Zhao et al. developed a recursive divide-and-conquer approach for sparse principal component analysis [21]. The approach divides the complex problem of sparse PCA into simpler sub-problems with known solutions and then solves each sub-problem recursively, resulting in a highly efficient algorithm for sparse PCA.

In the field of improving classification accuracy, multiple techniques have been proposed that aim to assign a shared discriminative feature set to the local behavior of data in different parts of the feature space [22,23]. One such method is localized feature selection (LFS), introduced by Armanfard et al. in which a subset of features is selected to fit a specific group of samples [23].

The class label of a new sample is assigned based on its similarity to the representative sample of each region in the feature space. The similarity is calculated for the sample’s arbitrary query. Some feature selection methods rank features by using aggregated sample data, such as in the case of the approaches introduced by Tibshirani et al. and Chen et al. [24,25].

Some of the feature selection approaches that would be used for comparison with the proposed feature selection methods are discussed below:

3.1. Minimum Redundancy Maximal Relevance Criteria (mRMR)

In mRMR, the maximum dependency condition (mutual information) is transformed into an equivalent form for incremental feature selection at the first order. This is followed by the application of a two-stage feature selection algorithm which merges mRMR with feature selection techniques, such as the wrapper method, leading to a cost-effective feature selection process [26].

3.2. Least Angle Regression (LARS)

In “least angle regression (LARS)”, three key properties are established [27]. The LARS algorithm is a less aggressive version of traditional forward selection methods and can be modified in three ways:

• A slight adjustment to LARS implements LASSO and calculates all possible LASSO estimates for a given problem.
• Another variation of LARS efficiently executes forward stagewise linear regression.
• A rough estimate of the degrees of freedom of a LARS estimate is available, allowing for a calculated prediction error estimate based on C${}_p$. This enables a deliberate choice among the possible LARS estimates.

3.3. Hilbert–Schmidt Independence Criterion LASSO (HSIC-LASSO)

In HISC-LASSO, a kernelized LASSO is utilized to identify nonlinear relationships between inputs and outputs [28]. By selecting appropriate kernel functions, features that have a strong statistical relationship with the target can be identified using the Hilbert–Schmidt independence criterion, a kernel-based measure of independence. These selected features are not redundant, and the globally optimal solution can be efficiently calculated, making this method suitable for high-dimensional problems.

3.4. Conditional Covariance Minimization (CCM)

The CCM method utilizes kernel-based independence measures to identify a subset of covariates that possess the maximum predictiveness of the response [29]. It achieves feature selection through an optimization problem that involves the trace of the conditional covariance operator.

3.5. Binary Coyote Optimization Algorithm (BCOA)

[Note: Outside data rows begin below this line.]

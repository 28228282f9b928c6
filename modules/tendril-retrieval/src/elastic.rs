//! Elasticsearch backend: kNN search plus bulk indexing over the REST API.
//!
//! The hosted variant authenticates with an API key, the local variant with
//! username/password. Both share the filter and wire format.

use std::sync::Arc;

use anyhow::{anyhow, Result};
use async_trait::async_trait;
use serde_json::{json, Map, Value};
use tracing::debug;

use tendril_common::{Document, IndexConfiguration, ProviderEnv, TendrilError};

use crate::embedder::TextEmbedder;
use crate::retriever::Retriever;

const ELASTIC_INDEX: &str = "tendril_index";
const DEFAULT_K: usize = 4;

pub(crate) enum ElasticAuth {
    ApiKey(String),
    Basic { user: String, password: String },
}

impl ElasticAuth {
    fn resolve(env: &ProviderEnv, local: bool) -> Result<Self, TendrilError> {
        if local {
            Ok(Self::Basic {
                user: env
                    .elasticsearch_user
                    .clone()
                    .ok_or(TendrilError::MissingCredential("ELASTICSEARCH_USER"))?,
                password: env
                    .elasticsearch_password
                    .clone()
                    .ok_or(TendrilError::MissingCredential("ELASTICSEARCH_PASSWORD"))?,
            })
        } else {
            Ok(Self::ApiKey(env.elasticsearch_api_key.clone().ok_or(
                TendrilError::MissingCredential("ELASTICSEARCH_API_KEY"),
            )?))
        }
    }
}

/// Merge caller-supplied filter clauses with the tenant constraint.
///
/// The tenant term is pushed last; the clauses are ANDed, so a caller clause
/// can narrow the result set but never widen it past the tenant.
pub(crate) fn elastic_filter(search_kwargs: &Map<String, Value>, user_id: &str) -> Vec<Value> {
    let mut clauses: Vec<Value> = search_kwargs
        .get("filter")
        .and_then(Value::as_array)
        .cloned()
        .unwrap_or_default();
    clauses.push(json!({ "term": { "metadata.user_id": user_id } }));
    clauses
}

pub(crate) fn search_k(search_kwargs: &Map<String, Value>) -> usize {
    search_kwargs
        .get("k")
        .and_then(Value::as_u64)
        .map(|k| k as usize)
        .unwrap_or(DEFAULT_K)
}

/// Candidate pool for approximate kNN: 10x the requested size, floor of 50.
/// `k` comes straight from caller options, so the multiply must saturate.
pub(crate) fn num_candidates(k: usize) -> usize {
    k.saturating_mul(10).max(50)
}

pub struct ElasticRetriever {
    http: reqwest::Client,
    url: String,
    auth: ElasticAuth,
    filter: Vec<Value>,
    k: usize,
    embedder: Arc<dyn TextEmbedder>,
}

impl ElasticRetriever {
    pub(crate) fn new(
        config: &IndexConfiguration,
        env: &ProviderEnv,
        local: bool,
        embedder: Arc<dyn TextEmbedder>,
    ) -> Result<Self, TendrilError> {
        let url = env
            .elasticsearch_url
            .clone()
            .ok_or(TendrilError::MissingCredential("ELASTICSEARCH_URL"))?;
        let auth = ElasticAuth::resolve(env, local)?;

        Ok(Self {
            http: reqwest::Client::new(),
            url: url.trim_end_matches('/').to_string(),
            auth,
            filter: elastic_filter(&config.search_kwargs, &config.user_id),
            k: search_k(&config.search_kwargs),
            embedder,
        })
    }

    fn authed(&self, request: reqwest::RequestBuilder) -> reqwest::RequestBuilder {
        match &self.auth {
            ElasticAuth::ApiKey(key) => request.header("Authorization", format!("ApiKey {key}")),
            ElasticAuth::Basic { user, password } => request.basic_auth(user, Some(password)),
        }
    }
}

#[async_trait]
impl Retriever for ElasticRetriever {
    async fn query(&self, text: &str) -> Result<Vec<Document>> {
        let vector = self.embedder.embed(text).await?;

        let body = json!({
            "knn": {
                "field": "vector",
                "query_vector": vector,
                "k": self.k,
                "num_candidates": num_candidates(self.k),
                "filter": { "bool": { "filter": self.filter } },
            },
            "size": self.k,
            "_source": ["content", "metadata"],
        });

        debug!(k = self.k, "Elasticsearch kNN query");

        let url = format!("{}/{}/_search", self.url, ELASTIC_INDEX);
        let response = self.authed(self.http.post(&url)).json(&body).send().await?;

        if !response.status().is_success() {
            let status = response.status();
            let error_text = response.text().await?;
            return Err(anyhow!("Elasticsearch error ({}): {}", status, error_text));
        }

        let body: Value = response.json().await?;
        let hits = body["hits"]["hits"].as_array().cloned().unwrap_or_default();

        Ok(hits
            .into_iter()
            .map(|hit| Document {
                id: hit["_id"].as_str().unwrap_or_default().to_string(),
                content: hit["_source"]["content"].as_str().unwrap_or_default().to_string(),
                metadata: hit["_source"]["metadata"]
                    .as_object()
                    .cloned()
                    .unwrap_or_default(),
            })
            .collect())
    }

    async fn add_documents(&self, docs: &[Document]) -> Result<()> {
        if docs.is_empty() {
            return Ok(());
        }

        let texts: Vec<String> = docs.iter().map(|d| d.content.clone()).collect();
        let vectors = self.embedder.embed_batch(texts).await?;

        let mut body = String::new();
        for (doc, vector) in docs.iter().zip(vectors.iter()) {
            let action = json!({ "index": { "_index": ELASTIC_INDEX, "_id": doc.id } });
            let source = json!({
                "content": doc.content,
                "metadata": doc.metadata,
                "vector": vector,
            });
            body.push_str(&serde_json::to_string(&action)?);
            body.push('\n');
            body.push_str(&serde_json::to_string(&source)?);
            body.push('\n');
        }

        debug!(count = docs.len(), "Elasticsearch bulk index");

        let url = format!("{}/_bulk?refresh=true", self.url);
        let response = self
            .authed(self.http.post(&url))
            .header("Content-Type", "application/x-ndjson")
            .body(body)
            .send()
            .await?;

        if !response.status().is_success() {
            let status = response.status();
            let error_text = response.text().await?;
            return Err(anyhow!("Elasticsearch bulk error ({}): {}", status, error_text));
        }

        let result: Value = response.json().await?;
        if result["errors"].as_bool().unwrap_or(false) {
            return Err(anyhow!("Elasticsearch bulk index reported item errors"));
        }

        Ok(())
    }
}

The binary constrained optimization algorithm (BCOA) [29] is an extension of the constrained optimization algorithm (COA) [30]. It performs feature selection by evaluating the performance of a binary classification algorithm. This is achieved by using the hyperbolic transfer function as a wrapper model to determine the optimal features.

4. Proposed Method

The proposed feature selection method employs the divide-and-conquer technique. This approach is recognized for its recursive execution of the same algorithm at lower levels, and eventually concludes after a finite period of time, as detailed in studies by Rosler [31] and Smith [32].

The divide-and-conquer method has the advantage of being able to tackle large problems efficiently by breaking them down into smaller sub-problems that can be solved individually [19]. This approach enables us to apply feature selection methods on large datasets, even if they are not capable of handling a huge number of features. The process involves dividing the features into smaller sets and then applying the selection methods to these subsets, leading to efficient resolution of the problem.

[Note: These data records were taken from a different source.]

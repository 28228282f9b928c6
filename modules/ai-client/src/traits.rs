use anyhow::Result;
use async_trait::async_trait;
use serde::{Deserialize, Serialize};

// =============================================================================
// Message Types
// =============================================================================

#[derive(Debug, Clone, Copy, PartialEq, Eq, Serialize, Deserialize)]
#[serde(rename_all = "lowercase")]
pub enum MessageRole {
    System,
    User,
    Assistant,
}

#[derive(Debug, Clone, PartialEq, Serialize, Deserialize)]
pub struct Message {
    pub role: MessageRole,
    pub content: String,
}

impl Message {
    pub fn system(content: impl Into<String>) -> Self {
        Self {
            role: MessageRole::System,
            content: content.into(),
        }
    }

    pub fn user(content: impl Into<String>) -> Self {
        Self {
            role: MessageRole::User,
            content: content.into(),
        }
    }

    pub fn assistant(content: impl Into<String>) -> Self {
        Self {
            role: MessageRole::Assistant,
            content: content.into(),
        }
    }
}

// =============================================================================
// ChatAgent Trait
// =============================================================================

/// Free-text chat and schema-constrained extraction over a message sequence.
#[async_trait]
pub trait ChatAgent: Send + Sync + std::fmt::Debug {
    /// Run the conversation and return the assistant's reply text.
    async fn chat(&self, messages: &[Message]) -> Result<String>;

    /// Run the conversation constrained to a JSON schema and return the raw
    /// JSON string the model produced.
    async fn extract_json(
        &self,
        messages: &[Message],
        schema_name: &str,
        schema: serde_json::Value,
    ) -> Result<String>;
}

// =============================================================================
// EmbedAgent Trait
// =============================================================================

#[async_trait]
pub trait EmbedAgent: Send + Sync {
    async fn embed(&self, text: &str) -> Result<Vec<f32>>;
    async fn embed_batch(&self, texts: Vec<String>) -> Result<Vec<Vec<f32>>>;
}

The aim is to select the top n features from a huge set of features (F). We achieve this by first dividing F into various subsets and finding the top features of these subsets using a feature selection method (such as the filter method). These subsets are then ranked according to their importance, and a new set of features is selected from this sorted set of features. The new set of top-selected features is further divided into subsets, and the process is repeated until we find the top n features of F. Now the problem we face is that any feature selection method can only select a certain number of features in desired constant time due to its computational efficiency. This limits the usability of that particular feature selection method. However, we can overcome this problem by using the divide-and-conquer approach.

To obtain the set of subsets of features shown in Figure 2, we first decide the size of this set of subsets of features. All the subsets will be of equal size because some of the features will be left out; these features will initially not be included in these subsets but will be evaluated later in the next iteration. L represents this set of features. We remove L from G and divide the remaining features into smaller subsets. A total of X subsets is formed. Each of these subsets is denoted by G${}_i$, where i ranges from 0 to X.

Now we will apply a filter method for feature selection in these X subsets and score each of the features in these subsets [33]. The filter method used in this paper is based on mutual information. Information gain, also known as mutual information, evaluates the impact of a feature on the accuracy of predicting the target. The concept assumes that if two random variables are independent, the information gain would be zero.

The selection of fuzzy functions is based upon a fuzzy entropy measurement. Since fuzzy entropy may better differentiate model distribution, it is used to evaluate the separability of each characteristic. The membership function used here is the Gaussian function. The Gaussian function is also known as the normal distribution function; it is often used in probability and statistics. The Gaussian function is used to represent fuzzy sets where the degree of membership for a given value is defined by the curve’s height at that value. The mean parameter ($\mu$) determines the center of the curve, and the standard deviation parameter ($\sigma$) determines the curve’s width. The area under the Gaussian curve equals 1, meaning that the membership function is normalized.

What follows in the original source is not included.